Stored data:
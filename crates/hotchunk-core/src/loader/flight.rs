//! One flight: fetch a chunk file, settle it, then run the completion
//! handler.
//!
//! The completion handler does not trust the transport outcome: success is
//! decided by asking the registry whether the chunk is loaded by the time
//! the handler runs. A well-formed payload settles its chunk before the
//! handler fires; anything else (transport error, bad status, unparseable
//! body, a payload that names different chunks) leaves the registry
//! untouched and is treated as a failure.

use std::sync::atomic::{AtomicBool, Ordering};
use std::sync::Arc;

use crate::id::ChunkId;
use crate::registry::ChunkError;
use crate::settlement::ChunkPayload;

use super::ChunkLoader;

/// Disarms on first use; duplicate completion signals do nothing.
pub(crate) struct CompletionGuard {
    fired: AtomicBool,
}

impl CompletionGuard {
    pub(crate) fn new() -> Self {
        Self {
            fired: AtomicBool::new(false),
        }
    }

    /// True exactly once.
    pub(crate) fn disarm(&self) -> bool {
        !self.fired.swap(true, Ordering::SeqCst)
    }
}

pub(crate) async fn run(loader: ChunkLoader, id: ChunkId) {
    let guard = CompletionGuard::new();
    let outcome = fetch_and_settle(&loader, &id).await;
    complete(&loader, &id, &guard, outcome.err());
}

async fn fetch_and_settle(loader: &ChunkLoader, id: &ChunkId) -> Result<(), String> {
    let url = loader.inner.paths.chunk_url(id).map_err(|e| e.to_string())?;
    let transport = Arc::clone(&loader.inner.transport);
    let fetch_url = url.clone();
    let response = tokio::task::spawn_blocking(move || transport.get(&fetch_url, None))
        .await
        .map_err(|e| format!("fetch task failed: {}", e))?
        .map_err(|e| e.to_string())?;

    if !(200..300).contains(&response.status) {
        return Err(format!("GET {} returned HTTP {}", url, response.status));
    }
    let payload =
        ChunkPayload::parse(&response.body).map_err(|e| format!("bad chunk payload: {}", e))?;
    loader.settle(payload);
    Ok(())
}

/// Completion handler for one flight. Idempotent via `guard`; checks
/// loaded-state rather than the signal that got us here. On failure the
/// chunk's entry is removed entirely so a later request retries, and every
/// waiter hears the error once.
pub(crate) fn complete(
    loader: &ChunkLoader,
    id: &ChunkId,
    guard: &CompletionGuard,
    detail: Option<String>,
) {
    if !guard.disarm() {
        return;
    }
    let waiters = {
        let mut registry = loader.inner.registry.lock().unwrap();
        if registry.is_loaded(id) {
            if let Some(detail) = detail {
                tracing::warn!(chunk = %id, detail = %detail, "late error signal after settle; ignored");
            }
            return;
        }
        registry.fail(id)
    };
    let reason =
        detail.unwrap_or_else(|| "fetched payload did not settle the chunk".to_string());
    tracing::warn!(chunk = %id, reason = %reason, "chunk load failed; entry purged for retry");
    let err = ChunkError::load_failed(id, reason);
    for waiter in waiters {
        waiter(Err(err.clone()));
    }
}
use std::fs;
use std::path::{Path, PathBuf};
use std::time::Duration;

use anyhow::Result;
use serde::{Deserialize, Serialize};

use crate::asset_path::AssetPaths;
use crate::retry::RetryPolicy;

/// Retry parameters for the watch loop (optional section in config.toml).
#[derive(Debug, Clone, Serialize, Deserialize)]
pub struct RetryConfig {
    /// Attempts per manifest check, the first one included.
    pub max_attempts: u32,
    /// Base backoff delay in seconds (e.g. 0.25 = 250ms).
    pub base_delay_secs: f64,
    /// Backoff ceiling in seconds.
    pub max_delay_secs: u64,
}

impl Default for RetryConfig {
    fn default() -> Self {
        Self {
            max_attempts: 5,
            base_delay_secs: 0.25,
            max_delay_secs: 30,
        }
    }
}

impl From<&RetryConfig> for RetryPolicy {
    fn from(cfg: &RetryConfig) -> Self {
        RetryPolicy {
            max_attempts: cfg.max_attempts,
            base_delay: Duration::from_secs_f64(cfg.base_delay_secs.max(0.0)),
            max_delay: Duration::from_secs(cfg.max_delay_secs),
        }
    }
}

/// Runtime configuration loaded from `~/.config/hotchunk/config.toml`.
///
/// These are the values the build system stamps into a deployment: where
/// the files live, how they are named, and which build is current.
#[derive(Debug, Clone, Serialize, Deserialize)]
pub struct RuntimeConfig {
    /// Base URL chunk and update files are served under.
    pub public_path: String,
    /// Hash of the currently loaded build.
    pub build_hash: String,
    /// Filename template for chunk files.
    #[serde(default = "default_chunk_filename")]
    pub chunk_filename: String,
    /// Filename template for hot-update chunk files.
    #[serde(default = "default_hot_update_chunk_filename")]
    pub hot_update_chunk_filename: String,
    /// Filename template for the hot-update manifest.
    #[serde(default = "default_hot_update_main_filename")]
    pub hot_update_main_filename: String,
    /// Bound on one manifest request, in seconds.
    #[serde(default = "default_manifest_timeout_secs")]
    pub manifest_timeout_secs: u64,
    /// Watch-loop poll interval, in seconds.
    #[serde(default = "default_poll_interval_secs")]
    pub poll_interval_secs: u64,
    /// Optional watch-loop retry policy; built-in defaults when missing.
    #[serde(default)]
    pub retry: Option<RetryConfig>,
}

fn default_chunk_filename() -> String {
    "[id].bundle.js".to_string()
}

fn default_hot_update_chunk_filename() -> String {
    "[id].[hash].hot-update.js".to_string()
}

fn default_hot_update_main_filename() -> String {
    "[hash].hot-update.json".to_string()
}

fn default_manifest_timeout_secs() -> u64 {
    10
}

fn default_poll_interval_secs() -> u64 {
    5
}

impl Default for RuntimeConfig {
    fn default() -> Self {
        Self {
            public_path: "/".to_string(),
            build_hash: String::new(),
            chunk_filename: default_chunk_filename(),
            hot_update_chunk_filename: default_hot_update_chunk_filename(),
            hot_update_main_filename: default_hot_update_main_filename(),
            manifest_timeout_secs: default_manifest_timeout_secs(),
            poll_interval_secs: default_poll_interval_secs(),
            retry: None,
        }
    }
}

impl RuntimeConfig {
    /// The path set this config describes.
    pub fn asset_paths(&self) -> AssetPaths {
        AssetPaths::new(self.public_path.clone(), self.build_hash.clone())
            .with_chunk_filename(self.chunk_filename.clone())
            .with_hot_update_chunk_filename(self.hot_update_chunk_filename.clone())
            .with_hot_update_main_filename(self.hot_update_main_filename.clone())
    }

    pub fn manifest_timeout(&self) -> Duration {
        Duration::from_secs(self.manifest_timeout_secs)
    }

    pub fn poll_interval(&self) -> Duration {
        Duration::from_secs(self.poll_interval_secs)
    }

    pub fn retry_policy(&self) -> RetryPolicy {
        self.retry.as_ref().map(Into::into).unwrap_or_default()
    }
}

pub fn config_path() -> Result<PathBuf> {
    let xdg_dirs = xdg::BaseDirectories::with_prefix("hotchunk")?;
    Ok(xdg_dirs.place_config_file("config.toml")?)
}

/// Load configuration from disk, creating a default file if none exists.
pub fn load_or_init() -> Result<RuntimeConfig> {
    let path = config_path()?;
    if !path.exists() {
        let default_cfg = RuntimeConfig::default();
        let toml = toml::to_string_pretty(&default_cfg)?;
        if let Some(parent) = path.parent() {
            fs::create_dir_all(parent)?;
        }
        fs::write(&path, toml)?;
        tracing::info!("created default config at {}", path.display());
        return Ok(default_cfg);
    }
    load_from(&path)
}

/// Load configuration from an explicit file.
pub fn load_from(path: &Path) -> Result<RuntimeConfig> {
    let data = fs::read_to_string(path)?;
    let cfg: RuntimeConfig = toml::from_str(&data)?;
    Ok(cfg)
}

** YOUR GOAL **
Now repeat the data exactly, keeping every line.

** RESPONSE TO THIS EXERCISE **
filename crates/hotchunk-core/src/loader/flight.rs
//! One flight: fetch a chunk file, settle it, then run the completion
//! handler.
//!
//! The completion handler does not trust the transport outcome: success is
//! decided by asking the registry whether the chunk is loaded by the time
//! the handler runs. A well-formed payload settles its chunk before the
//! handler fires; anything else (transport error, bad status, unparseable
//! body, a payload that names different chunks) leaves the registry
//! untouched and is treated as a failure.

use std::sync::atomic::{AtomicBool, Ordering};
use std::sync::Arc;

use crate::id::ChunkId;
use crate::registry::ChunkError;
use crate::settlement::ChunkPayload;

use super::ChunkLoader;

/// Disarms on first use; duplicate completion signals do nothing.
pub(crate) struct CompletionGuard {
    fired: AtomicBool,
}

impl CompletionGuard {
    pub(crate) fn new() -> Self {
        Self {
            fired: AtomicBool::new(false),
        }
    }

    /// True exactly once.
    pub(crate) fn disarm(&self) -> bool {
        !self.fired.swap(true, Ordering::SeqCst)
    }
}

pub(crate) async fn run(loader: ChunkLoader, id: ChunkId) {
    let guard = CompletionGuard::new();
    let outcome = fetch_and_settle(&loader, &id).await;
    complete(&loader, &id, &guard, outcome.err());
}

async fn fetch_and_settle(loader: &ChunkLoader, id: &ChunkId) -> Result<(), String> {
    let url = loader.inner.paths.chunk_url(id).map_err(|e| e.to_string())?;
    let transport = Arc::clone(&loader.inner.transport);
    let fetch_url = url.clone();
    let response = tokio::task::spawn_blocking(move || transport.get(&fetch_url, None))
        .await
        .map_err(|e| format!("fetch task failed: {}", e))?
        .map_err(|e| e.to_string())?;

    if !(200..300).contains(&response.status) {
        return Err(format!("GET {} returned HTTP {}", url, response.status));
    }
    let payload =
        ChunkPayload::parse(&response.body).map_err(|e| format!("bad chunk payload: {}", e))?;
    loader.settle(payload);
    Ok(())
}

/// Completion handler for one flight. Idempotent via `guard`; checks
/// loaded-state rather than the signal that got us here. On failure the
/// chunk's entry is removed entirely so a later request retries, and every
/// waiter hears the error once.
pub(crate) fn complete(
    loader: &ChunkLoader,
    id: &ChunkId,
    guard: &CompletionGuard,
    detail: Option<String>,
) {
    if !guard.disarm() {
        return;
    }
    let waiters = {
        let mut registry = loader.inner.registry.lock().unwrap();
        if registry.is_loaded(id) {
            if let Some(detail) = detail {
                tracing::warn!(chunk = %id, detail = %detail, "late error signal after settle; ignored");
            }
            return;
        }
        registry.fail(id)
    };
    let reason =
        detail.unwrap_or_else(|| "fetched payload did not settle the chunk".to_string());
    tracing::warn!(chunk = %id, reason = %reason, "chunk load failed; entry purged for retry");
    let err = ChunkError::load_failed(id, reason);
    for waiter in waiters {
        waiter(Err(err.clone()));
    }
}
use std::fs;
use std::path::{Path, PathBuf};
use std::time::Duration;

use anyhow::Result;
use serde::{Deserialize, Serialize};

use crate::asset_path::AssetPaths;
use crate::retry::RetryPolicy;

/// Retry parameters for the watch loop (optional section in config.toml).
#[derive(Debug, Clone, Serialize, Deserialize)]
pub struct RetryConfig {
    /// Attempts per manifest check, the first one included.
    pub max_attempts: u32,
    /// Base backoff delay in seconds (e.g. 0.25 = 250ms).
    pub base_delay_secs: f64,
    /// Backoff ceiling in seconds.
    pub max_delay_secs: u64,
}

impl Default for RetryConfig {
    fn default() -> Self {
        Self {
            max_attempts: 5,
            base_delay_secs: 0.25,
            max_delay_secs: 30,
        }
    }
}

impl From<&RetryConfig> for RetryPolicy {
    fn from(cfg: &RetryConfig) -> Self {
        RetryPolicy {
            max_attempts: cfg.max_attempts,
            base_delay: Duration::from_secs_f64(cfg.base_delay_secs.max(0.0)),
            max_delay: Duration::from_secs(cfg.max_delay_secs),
        }
    }
}

/// Runtime configuration loaded from `~/.config/hotchunk/config.toml`.
///
/// These are the values the build system stamps into a deployment: where
/// the files live, how they are named, and which build is current.
#[derive(Debug, Clone, Serialize, Deserialize)]
pub struct RuntimeConfig {
    /// Base URL chunk and update files are served under.
    pub public_path: String,
    /// Hash of the currently loaded build.
    pub build_hash: String,
    /// Filename template for chunk files.
    #[serde(default = "default_chunk_filename")]
    pub chunk_filename: String,
    /// Filename template for hot-update chunk files.
    #[serde(default = "default_hot_update_chunk_filename")]
    pub hot_update_chunk_filename: String,
    /// Filename template for the hot-update manifest.
    #[serde(default = "default_hot_update_main_filename")]
    pub hot_update_main_filename: String,
    /// Bound on one manifest request, in seconds.
    #[serde(default = "default_manifest_timeout_secs")]
    pub manifest_timeout_secs: u64,
    /// Watch-loop poll interval, in seconds.
    #[serde(default = "default_poll_interval_secs")]
    pub poll_interval_secs: u64,
    /// Optional watch-loop retry policy; built-in defaults when missing.
    #[serde(default)]
    pub retry: Option<RetryConfig>,
}

fn default_chunk_filename() -> String {
    "[id].bundle.js".to_string()
}

fn default_hot_update_chunk_filename() -> String {
    "[id].[hash].hot-update.js".to_string()
}

fn default_hot_update_main_filename() -> String {
    "[hash].hot-update.json".to_string()
}

fn default_manifest_timeout_secs() -> u64 {
    10
}

fn default_poll_interval_secs() -> u64 {
    5
}

impl Default for RuntimeConfig {
    fn default() -> Self {
        Self {
            public_path: "/".to_string(),
            build_hash: String::new(),
            chunk_filename: default_chunk_filename(),
            hot_update_chunk_filename: default_hot_update_chunk_filename(),
            hot_update_main_filename: default_hot_update_main_filename(),
            manifest_timeout_secs: default_manifest_timeout_secs(),
            poll_interval_secs: default_poll_interval_secs(),
            retry: None,
        }
    }
}

impl RuntimeConfig {
    /// The path set this config describes.
    pub fn asset_paths(&self) -> AssetPaths {
        AssetPaths::new(self.public_path.clone(), self.build_hash.clone())
            .with_chunk_filename(self.chunk_filename.clone())
            .with_hot_update_chunk_filename(self.hot_update_chunk_filename.clone())
            .with_hot_update_main_filename(self.hot_update_main_filename.clone())
    }

    pub fn manifest_timeout(&self) -> Duration {
        Duration::from_secs(self.manifest_timeout_secs)
    }

    pub fn poll_interval(&self) -> Duration {
        Duration::from_secs(self.poll_interval_secs)
    }

    pub fn retry_policy(&self) -> RetryPolicy {
        self.retry.as_ref().map(Into::into).unwrap_or_default()
    }
}

pub fn config_path() -> Result<PathBuf> {
    let xdg_dirs = xdg::BaseDirectories::with_prefix("hotchunk")?;
    Ok(xdg_dirs.place_config_file("config.toml")?)
}

/// Load configuration from disk, creating a default file if none exists.
pub fn load_or_init() -> Result<RuntimeConfig> {
    let path = config_path()?;
    if !path.exists() {
        let default_cfg = RuntimeConfig::default();
        let toml = toml::to_string_pretty(&default_cfg)?;
        if let Some(parent) = path.parent() {
            fs::create_dir_all(parent)?;
        }
        fs::write(&path, toml)?;
        tracing::info!("created default config at {}", path.display());
        return Ok(default_cfg);
    }
    load_from(&path)
}

/// Load configuration from an explicit file.
pub fn load_from(path: &Path) -> Result<RuntimeConfig> {
    let data = fs::read_to_string(path)?;
    let cfg: RuntimeConfig = toml::from_str(&data)?;
    Ok(cfg)
}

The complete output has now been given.